----- DATA SUPPLIED -----

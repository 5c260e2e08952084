//! Request argument validation.
//!
//! Runs before any network activity so that a bad call sends zero bytes.

use chrono::{DateTime, Utc};

use crate::application::error::DataClientError;

/// Convert a caller limit into a query limit; zero means unlimited.
///
/// # Errors
///
/// Returns `InvalidArgument` for a negative limit.
pub fn query_limit(limit: i64) -> Result<Option<u64>, DataClientError> {
    match u64::try_from(limit) {
        Ok(0) => Ok(None),
        Ok(limit) => Ok(Some(limit)),
        Err(_) => Err(DataClientError::InvalidArgument(format!(
            "limit must be zero or positive, got {limit}"
        ))),
    }
}

/// Check that a date range is ordered.
///
/// # Errors
///
/// Returns `InvalidArgument` when both bounds are set and `from > to`.
pub fn check_range(
    from: Option<DateTime<Utc>>,
    to: Option<DateTime<Utc>>,
) -> Result<(), DataClientError> {
    if let (Some(from), Some(to)) = (from, to)
        && from > to
    {
        return Err(DataClientError::InvalidArgument(format!(
            "from ({from}) is after to ({to})"
        )));
    }
    Ok(())
}

#[cfg(test)]
mod tests {
    use chrono::TimeZone;
    use test_case::test_case;

    use super::*;

    #[test_case(0, None ; "zero is unlimited")]
    #[test_case(1, Some(1) ; "one")]
    #[test_case(1000, Some(1000) ; "positive passes through")]
    fn accepted_limits(limit: i64, expected: Option<u64>) {
        assert_eq!(query_limit(limit).unwrap(), expected);
    }

    #[test_case(-1 ; "minus one")]
    #[test_case(i64::MIN ; "minimum")]
    fn negative_limits_rejected(limit: i64) {
        assert!(matches!(
            query_limit(limit),
            Err(DataClientError::InvalidArgument(_))
        ));
    }

    #[test]
    fn range_checks() {
        let jan1 = Utc.with_ymd_and_hms(2020, 1, 1, 0, 0, 0).unwrap();
        let jan2 = Utc.with_ymd_and_hms(2020, 1, 2, 0, 0, 0).unwrap();

        assert!(check_range(Some(jan1), Some(jan2)).is_ok());
        assert!(check_range(Some(jan1), Some(jan1)).is_ok());
        assert!(check_range(None, Some(jan1)).is_ok());
        assert!(check_range(Some(jan2), None).is_ok());
        assert!(check_range(Some(jan2), Some(jan1)).is_err());
    }
}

-----

[WORK ITEM]
Among the lines above, list those that contain the word "chrono".

[ANSWER FOR THE TASK]
use chrono::{DateTime, Utc};
    use chrono::TimeZone;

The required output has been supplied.